During the first term, for modules hosted by UoW, I drove to Warwick on a daily basis and obtained a parking permit from the reception at the School of Biosciences. The cost of a permit was either £4.50 as a one-off, £40 which gave you 10 tickets, or a monthly pass could be purchased for ~ £30. The journey from Leicester to Warwick was an easy one, averaging 30-60 mins each way, depending on departure time. The parking permits allowed you to park in a number of carparks around UoW, including at Gibbet Hill (Life Sciences). I know several people that also chose to drive to UoW from various locations, many of whom also lift-shared. The stiped uplift/travel grant sounds sizeable but it disappearers very quickly, its therefore important to be savvy with your travel, even if this means booking 20 individual rail tickets and standing for 40 mins at New Street station printing them all!
In order to commute to UoB I will be using a combination of the train and/or my motorbike. On average from Leicester to Birmingham, a rail fare is anywhere between £10-15 return, and a season ticket can be purchased for ~ £150-180 p.c.m.
5. How did you organise your mini-projects?
My mini project was hosted by the Medical Research Council Toxicology Unit, Leicester. I approached two professors at the Unit prior to beginning the PhD programme at a conference I had been invited to attend. Between the months of September and December 2017, I began visiting the unit, wrote and pitched a proposal for a 3 month mini-project all based around mitochondrial toxicity and the apoptosome. I submitted the proposal to the MIBTP directors which was then accepted and I began at the unit in January 2018.
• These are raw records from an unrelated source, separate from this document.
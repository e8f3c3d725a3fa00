//! Merging of Java-style `.properties` and Eclipse `.prefs` files.

use std::fmt::Write as _;
use std::path::Path;

use anyhow::{Context, Result};
use indexmap::IndexMap;
use xmerge::MergeReport;

use crate::FileMerger;
use crate::variables::Variables;

/// The key/value pairs of a properties file, in file order.
#[derive(Debug, Clone, Default, PartialEq, Eq)]
pub struct Properties {
    values: IndexMap<String, String>,
}

impl Properties {
    pub fn new() -> Self {
        Self::default()
    }

    /// Parse the `java.util.Properties` line format.
    ///
    /// Comment lines start with `#` or `!`. A key ends at the first unescaped
    /// `=`, `:` or whitespace, and a line ending in an unescaped backslash
    /// continues on the next line. Later keys replace earlier ones.
    pub fn parse(content: &str) -> Self {
        let mut properties = Self::new();
        let mut lines = content.lines();
        while let Some(line) = lines.next() {
            let line = line.trim_start();
            if line.is_empty() || line.starts_with('#') || line.starts_with('!') {
                continue;
            }
            let mut logical = line.to_string();
            while ends_with_continuation(&logical) {
                logical.pop();
                match lines.next() {
                    Some(next) => logical.push_str(next.trim_start()),
                    None => break,
                }
            }
            let (key, value) = split_entry(&logical);
            properties.set(unescape(key), unescape(value));
        }
        properties
    }

    pub fn load(path: &Path) -> Result<Self> {
        tracing::trace!(path = %path.display(), "Loading properties");
        let content = std::fs::read_to_string(path)
            .with_context(|| format!("Could not load properties from file: {}", path.display()))?;
        Ok(Self::parse(&content))
    }

    /// Write the properties sorted by key.
    pub fn save(&self, path: &Path) -> Result<()> {
        if let Some(parent) = path.parent().filter(|p| !p.as_os_str().is_empty()) {
            std::fs::create_dir_all(parent)
                .with_context(|| format!("Failed to create directory {}", parent.display()))?;
        }
        std::fs::write(path, self.to_sorted_string())
            .with_context(|| format!("Could not write properties to file: {}", path.display()))?;
        tracing::trace!(path = %path.display(), "Saved properties");
        Ok(())
    }

    pub fn get(&self, key: &str) -> Option<&str> {
        self.values.get(key).map(String::as_str)
    }

    /// Define a key, keeping its position if it exists.
    pub fn set(&mut self, key: impl Into<String>, value: impl Into<String>) {
        self.values.insert(key.into(), value.into());
    }

    pub fn len(&self) -> usize {
        self.values.len()
    }

    pub fn is_empty(&self) -> bool {
        self.values.is_empty()
    }

    pub fn iter(&self) -> impl Iterator<Item = (&str, &str)> {
        self.values.iter().map(|(k, v)| (k.as_str(), v.as_str()))
    }

    /// Add every entry of `other`, replacing existing values.
    pub fn extend_from(&mut self, other: &Properties) {
        for (key, value) in other.iter() {
            self.set(key, value);
        }
    }

    /// One `key=value` line per entry, sorted by key.
    pub fn to_sorted_string(&self) -> String {
        let mut entries: Vec<(&str, &str)> = self.iter().collect();
        entries.sort_unstable_by_key(|(key, _)| *key);
        let mut output = String::new();
        for (key, value) in entries {
            let _ = writeln!(output, "{}={}", escape(key, true), escape(value, false));
        }
        output
    }
}

fn ends_with_continuation(line: &str) -> bool {
    line.chars().rev().take_while(|c| *c == '\\').count() % 2 == 1
}

/// Split a logical line into its raw key and raw value.
fn split_entry(line: &str) -> (&str, &str) {
    let mut escaped = false;
    let mut key_end = line.len();
    for (index, c) in line.char_indices() {
        if escaped {
            escaped = false;
        } else if c == '\\' {
            escaped = true;
        } else if matches!(c, '=' | ':') || c.is_whitespace() {
            key_end = index;
            break;
        }
    }
    let key = &line[..key_end];
    let rest = line[key_end..].trim_start();
    let rest = rest
        .strip_prefix('=')
        .or_else(|| rest.strip_prefix(':'))
        .map_or(rest, str::trim_start);
    (key, rest)
}

fn unescape(raw: &str) -> String {
    let mut value = String::with_capacity(raw.len());
    let mut chars = raw.chars();
    while let Some(c) = chars.next() {
        if c != '\\' {
            value.push(c);
            continue;
        }
        match chars.next() {
            Some('t') => value.push('\t'),
            Some('n') => value.push('\n'),
            Some('r') => value.push('\r'),
            Some('f') => value.push('\u{c}'),
            Some('u') => {
                let hex: String = chars.by_ref().take(4).collect();
                match u32::from_str_radix(&hex, 16).ok().and_then(char::from_u32) {
                    Some(decoded) => value.push(decoded),
                    None => {
                        value.push_str("\\u");
                        value.push_str(&hex);
                    }
                }
            }
            Some(other) => value.push(other),
            None => {}
        }
    }
    value
}

fn escape(text: &str, is_key: bool) -> String {
    let mut escaped = String::with_capacity(text.len());
    for (index, c) in text.chars().enumerate() {
        match c {
            ' ' if is_key || index == 0 => escaped.push_str("\\ "),
            '\\' => escaped.push_str("\\\\"),
            '\t' => escaped.push_str("\\t"),
            '\n' => escaped.push_str("\\n"),
            '\r' => escaped.push_str("\\r"),
            '\u{c}' => escaped.push_str("\\f"),
            '=' | ':' | '#' | '!' => {
                escaped.push('\\');
                escaped.push(c);
            }
            _ => escaped.push(c),
        }
    }
    escaped
}

/// Merges properties files key by key.
#[derive(Debug, Clone, Copy, Default)]
pub struct PropertiesMerger;

impl PropertiesMerger {
    fn resolve(properties: &Properties, variables: &Variables, source: &Path) -> Result<Properties> {
        let source = source.display().to_string();
        let mut resolved = Properties::new();
        for (key, value) in properties.iter() {
            resolved.set(key, variables.resolve(value, &source)?);
        }
        Ok(resolved)
    }
}

impl FileMerger for PropertiesMerger {
    /// Start from the workspace, or from the setup when the workspace is
    /// missing, and put every update entry on top.
    fn merge(
        &self,
        setup: Option<&Path>,
        update: &Path,
        variables: &Variables,
        workspace: &Path,
    ) -> Result<MergeReport> {
        let update_exists = update.exists();
        let mut properties = Properties::new();
        let mut template = None;
        if workspace.exists() {
            if !update_exists {
                tracing::trace!(update = %update.display(), "Nothing to do as update file does not exist");
                return Ok(MergeReport::default());
            }
            properties = Properties::load(workspace)?;
        } else if let Some(setup) = setup.filter(|setup| setup.exists()) {
            properties = Properties::load(setup)?;
            template = Some(setup);
        }
        if update_exists {
            properties.extend_from(&Properties::load(update)?);
            template = Some(update);
        }
        let Some(template) = template else {
            return Ok(MergeReport::default());
        };

        Self::resolve(&properties, variables, template)?.save(workspace)?;
        tracing::trace!(workspace = %workspace.display(), "Saved merged properties");
        Ok(MergeReport::default())
    }

    /// Copy workspace values that differ from the resolved update values back
    /// into the update, with variable values turned back into references.
    fn inverse_merge(
        &self,
        workspace: &Path,
        variables: &Variables,
        add_new_properties: bool,
        update: &Path,
    ) -> Result<bool> {
        if !workspace.exists() {
            tracing::trace!(workspace = %workspace.display(), "Workspace file does not exist");
            return Ok(false);
        }
        if !update.exists() {
            tracing::trace!(update = %update.display(), "Update file does not exist");
            return Ok(false);
        }
        let source = workspace
            .file_name()
            .map(|name| name.to_string_lossy().into_owned())
            .unwrap_or_default();
        let update_properties = Properties::load(update)?;
        let workspace_properties = Properties::load(workspace)?;

        let mut merged = update_properties.clone();
        let mut updated = false;
        for (key, workspace_value) in workspace_properties.iter() {
            let update_value = match update_properties.get(key) {
                Some(value) => Some(variables.resolve(value, &source)?),
                None if add_new_properties => None,
                None => continue,
            };
            if update_value.as_deref() != Some(workspace_value) {
                merged.set(key, variables.inverse_resolve(workspace_value, &source));
                updated = true;
            }
        }

        if updated {
            merged.save(update)?;
            tracing::debug!(workspace = %workspace.display(), update = %update.display(), "Saved changes");
        } else {
            tracing::trace!(update = %update.display(), "No changes");
        }
        Ok(updated)
    }
}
6. How did you organise your PIPS?
As I am an iCASE student, I have chosen to undertake professional training with my industrial partner as part of my placement time with them. At UoB, via the graduate school, we have the opportunity to undertake a post graduate certificate that will equip us with skills beyond our research, it is my intention to undertake business-skills related training with my industrial partner to satisfy some of the criteria of the PGCARMS programme at UoB.
7. Is there anything you wished you'd known before you started?
I was at an advantage being an iCASE student and knowing both my academic and industrial supervisors on a personal basis, this really allowed me to gain an insight into the programme before I started and really hit the ground running; this was particularly useful for organising my mini-project as I had a bit more idea of my timelines during the first year. In addition, having completed an MRes in the same laboratory at UoB, I was already aware of the processes that I was required to undertake at UoB. I have been very fortunate in my position, that I haven’t entered the DTP, naïve to much at all, the information given as part of the induction week was adequate to satisfy my own needs however I can appreciate that other, newer students to PGR might not be so savvy to the information I had available to me. Hopefully my short commentary might be of some use to someone, somewhere!